Aunque muy simple, es mejor que nada cuando se trata de una mayoría de telespectadores adolescentes que verán la película. Es cierto que estos jóvenes no vienen a verla por su mensaje político (posiblemente muchos pasan de largo de él), sino que vienen por la heroína, por la acción, por el glamour.
De todos modos, hay que darles el crédito a los creadores –y a la novelista Suzanne Collins– por al menos intentar dar un mensaje de rebeldía ante la opresión a unos jóvenes que hasta ahora están consumiendo películas con malos por un lado y buenos por el otro, el amor en el medio y ya está. Sagas como Harry Potter, Narnia, Percy Jackson, Crepúsculo o Eragon no se atrevieron a tanto, y solo La brújula dorada apuntaba a algo parecido hasta que se truncó.

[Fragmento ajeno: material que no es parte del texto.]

//! Registry configuration.
//!
//! Loaded from TOML, e.g.
//!
//! ```toml
//! cache_root = "/var/cache/bramble"
//!
//! [oci]
//! enabled = true
//! mirror = "/srv/mirror/oci"
//! timeout_secs = 30
//!
//! [oci.aliases.public]
//! registry = "mcr.microsoft.com"
//! module_path = "bicep"
//!
//! [template_spec]
//! enabled = true
//! mirror = "/srv/mirror/template-specs"
//!
//! [template_spec.aliases.shared]
//! subscription = "00000000-0000-0000-0000-000000000000"
//! resource_group = "shared-specs"
//! ```

use std::collections::BTreeMap;
use std::path::{Path, PathBuf};
use std::time::Duration;
use std::{fs, io};

use serde::Deserialize;
use thiserror::Error;

use crate::batch::FetchSettings;

/// Errors from loading registry configuration.
#[derive(Debug, Error)]
pub enum ConfigError {
	#[error("failed to read {}: {source}", path.display())]
	Read {
		path: PathBuf,
		#[source]
		source: io::Error,
	},
	#[error("failed to parse registry configuration: {0}")]
	Parse(#[from] toml::de::Error),
	#[error("the {scheme} registry is enabled but has no content mirror configured")]
	MissingMirror { scheme: &'static str },
}

/// Which registries are enabled and how they reach their content.
#[derive(Debug, Clone, Default, Deserialize)]
#[serde(default, deny_unknown_fields)]
pub struct RegistryConfig {
	/// Root of the local module cache. Defaults to the platform cache dir.
	pub cache_root: Option<PathBuf>,
	pub local: LocalConfig,
	pub oci: OciConfig,
	pub template_spec: TemplateSpecConfig,
}

impl RegistryConfig {
	/// Parses configuration from TOML text.
	///
	/// # Errors
	///
	/// Returns [`ConfigError::Parse`] on malformed TOML or unknown keys.
	pub fn from_toml_str(input: &str) -> Result<Self, ConfigError> {
		Ok(toml::from_str(input)?)
	}

	/// Reads and parses a configuration file.
	///
	/// # Errors
	///
	/// Returns [`ConfigError::Read`] if the file cannot be read, otherwise as
	/// [`from_toml_str`](Self::from_toml_str).
	pub fn load(path: &Path) -> Result<Self, ConfigError> {
		let input = fs::read_to_string(path).map_err(|source| ConfigError::Read {
			path: path.to_path_buf(),
			source,
		})?;
		Self::from_toml_str(&input)
	}

	/// Resolved cache root.
	pub fn cache_root(&self) -> PathBuf {
		self.cache_root.clone().unwrap_or_else(default_cache_root)
	}
}

fn default_cache_root() -> PathBuf {
	dirs::cache_dir()
		.unwrap_or_else(std::env::temp_dir)
		.join("bramble")
		.join("modules")
}

const fn default_true() -> bool {
	true
}

const fn default_timeout_secs() -> u64 {
	60
}

const fn default_max_concurrency() -> usize {
	4
}

#[derive(Debug, Clone, Deserialize)]
#[serde(default, deny_unknown_fields)]
pub struct LocalConfig {
	#[serde(default = "default_true")]
	pub enabled: bool,
}

impl Default for LocalConfig {
	fn default() -> Self {
		Self { enabled: true }
	}
}

/// OCI artifact registry (`br:`) settings.
#[derive(Debug, Clone, Deserialize)]
#[serde(default, deny_unknown_fields)]
pub struct OciConfig {
	pub enabled: bool,
	/// Directory mirroring registry content, laid out as
	/// `<registry>/<repository>/<tag-or-digest>/main.json`, with `/` in the
	/// repository and `:` in the registry or digest written as `$`.
	pub mirror: Option<PathBuf>,
	pub timeout_secs: u64,
	pub max_concurrency: usize,
	/// `br/<alias>:` prefixes.
	pub aliases: BTreeMap<String, OciAlias>,
}

impl Default for OciConfig {
	fn default() -> Self {
		Self {
			enabled: false,
			mirror: None,
			timeout_secs: default_timeout_secs(),
			max_concurrency: default_max_concurrency(),
			aliases: BTreeMap::new(),
		}
	}
}

impl OciConfig {
	pub fn fetch_settings(&self) -> FetchSettings {
		FetchSettings::new(Duration::from_secs(self.timeout_secs), self.max_concurrency)
	}
}

#[derive(Debug, Clone, PartialEq, Eq, Deserialize)]
#[serde(deny_unknown_fields)]
pub struct OciAlias {
	pub registry: String,
	/// Repository prefix prepended to the module path.
	pub module_path: Option<String>,
}

/// Template spec registry (`ts:`) settings.
#[derive(Debug, Clone, Deserialize)]
#[serde(default, deny_unknown_fields)]
pub struct TemplateSpecConfig {
	pub enabled: bool,
	/// Directory mirroring template spec versions, laid out as
	/// `<subscription>/<resource-group>/<name>/<version>/main.json`.
	pub mirror: Option<PathBuf>,
	pub timeout_secs: u64,
	pub max_concurrency: usize,
	/// `ts/<alias>:` prefixes.
	pub aliases: BTreeMap<String, TemplateSpecAlias>,
}

impl Default for TemplateSpecConfig {
	fn default() -> Self {
		Self {
			enabled: false,
			mirror: None,
			timeout_secs: default_timeout_secs(),
			max_concurrency: default_max_concurrency(),
			aliases: BTreeMap::new(),
		}
	}
}

impl TemplateSpecConfig {
	pub fn fetch_settings(&self) -> FetchSettings {
		FetchSettings::new(Duration::from_secs(self.timeout_secs), self.max_concurrency)
	}
}

#[derive(Debug, Clone, PartialEq, Eq, Deserialize)]
#[serde(deny_unknown_fields)]
pub struct TemplateSpecAlias {
	pub subscription: String,
	pub resource_group: Option<String>,
}
//! Module declaration syntax.
//!
//! The module resolution layer only needs a narrow view of a source file: the
//! module declarations it contains, each with the raw reference text and the
//! spans diagnostics are attributed to. [`SourceFile::parse`] extracts that
//! view from text of the form
//!
//! ```text
//! module storage 'br:contoso.azurecr.io/bicep/storage:1.0.0' = {
//!   name: 'storage'
//! }
//! ```
//!
//! Everything other than `module <name> '<reference>'` is skipped.

mod scanner;

use bramble_diagnostics::TextSpan;
use thiserror::Error;
use url::Url;

/// Errors produced while scanning module declarations.
#[derive(Debug, Clone, PartialEq, Eq, Error)]
pub enum SyntaxError {
	#[error("unterminated string literal starting at offset {offset}")]
	UnterminatedString { offset: usize },
	#[error("unterminated block comment starting at offset {offset}")]
	UnterminatedComment { offset: usize },
	#[error("invalid escape sequence '\\{escape}' at offset {offset}")]
	InvalidEscape { escape: char, offset: usize },
	#[error("expected a module name at offset {offset}")]
	ExpectedName { offset: usize },
	#[error("expected a module path string at offset {offset}")]
	ExpectedPath { offset: usize },
	#[error("string interpolation is not allowed in module paths (offset {offset})")]
	InterpolatedPath { offset: usize },
}

/// A `module <name> '<reference>'` declaration.
#[derive(Debug, Clone, PartialEq, Eq, Hash)]
pub struct ModuleDeclarationSyntax {
	name: String,
	reference: String,
	reference_span: TextSpan,
	span: TextSpan,
}

impl ModuleDeclarationSyntax {
	/// Creates a declaration node.
	///
	/// `reference` is the unescaped content of the path literal and
	/// `reference_span` covers the literal including its quotes.
	pub fn new(name: impl Into<String>, reference: impl Into<String>, reference_span: TextSpan, span: TextSpan) -> Self {
		Self {
			name: name.into(),
			reference: reference.into(),
			reference_span,
			span,
		}
	}

	/// Symbolic name of the module.
	pub fn name(&self) -> &str {
		&self.name
	}

	/// Raw module reference text, e.g. `br:host/path:tag` or `./child.bicep`.
	pub fn reference_text(&self) -> &str {
		&self.reference
	}

	/// Span of the reference literal; module reference diagnostics point here.
	pub const fn reference_span(&self) -> TextSpan {
		self.reference_span
	}

	/// Span of the whole declaration head.
	pub const fn span(&self) -> TextSpan {
		self.span
	}
}

/// A source file reduced to its module declarations.
#[derive(Debug, Clone)]
pub struct SourceFile {
	uri: Url,
	text: String,
	declarations: Vec<ModuleDeclarationSyntax>,
}

impl SourceFile {
	/// Scans `text` for module declarations.
	///
	/// # Errors
	///
	/// Returns a [`SyntaxError`] for unterminated literals or comments and for
	/// malformed declaration heads.
	pub fn parse(uri: Url, text: impl Into<String>) -> Result<Self, SyntaxError> {
		let text = text.into();
		let declarations = scanner::scan(&text)?;
		Ok(Self { uri, text, declarations })
	}

	pub fn uri(&self) -> &Url {
		&self.uri
	}

	pub fn text(&self) -> &str {
		&self.text
	}

	pub fn declarations(&self) -> &[ModuleDeclarationSyntax] {
		&self.declarations
	}

	/// Returns the source text covered by `span`.
	pub fn slice(&self, span: TextSpan) -> Option<&str> {
		self.text.get(span.start..span.end())
	}
}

¿Violencia? Esta película es tan convencional como cualquier otra en este rubro, y esta segunda parte ya no tiene tantos muertos como en la primera. En sí, la saga hasta ahora es una inocentada en comparación a otras con mucha más carga violenta. Competencia donde hay que matar para sobrevivir es un tema casi recurrente en muchos títulos cinematográficos de al menos los 90 para arriba.
Así que Los juegos del hambre puede ser vista en dos registros, ambos bastante claros. Uno, el que más atrae, es el de la heroína talentosa que va eliminando uno a uno a sus oponentes mientras lidia con problemas amorosos; otro es donde esta heroína encarna la esperanza de revolución para toda una nación que vive pisoteada por un Estado totalitario y hambreador. El primero es lo que vende realmente, está muy bien hecho porque cumple con todos los requisitos formales y técnicos; el segundo hace que la saga salga un poco del molde y la haga recomendable para todos, incluso los no tan jóvenes.
En la tercera parte que se viene, ya no hay juegos sino solo la revuelta social. Veremos cómo capta la atención de aquellos que solo venían por la parte competitiva y no por la parte política.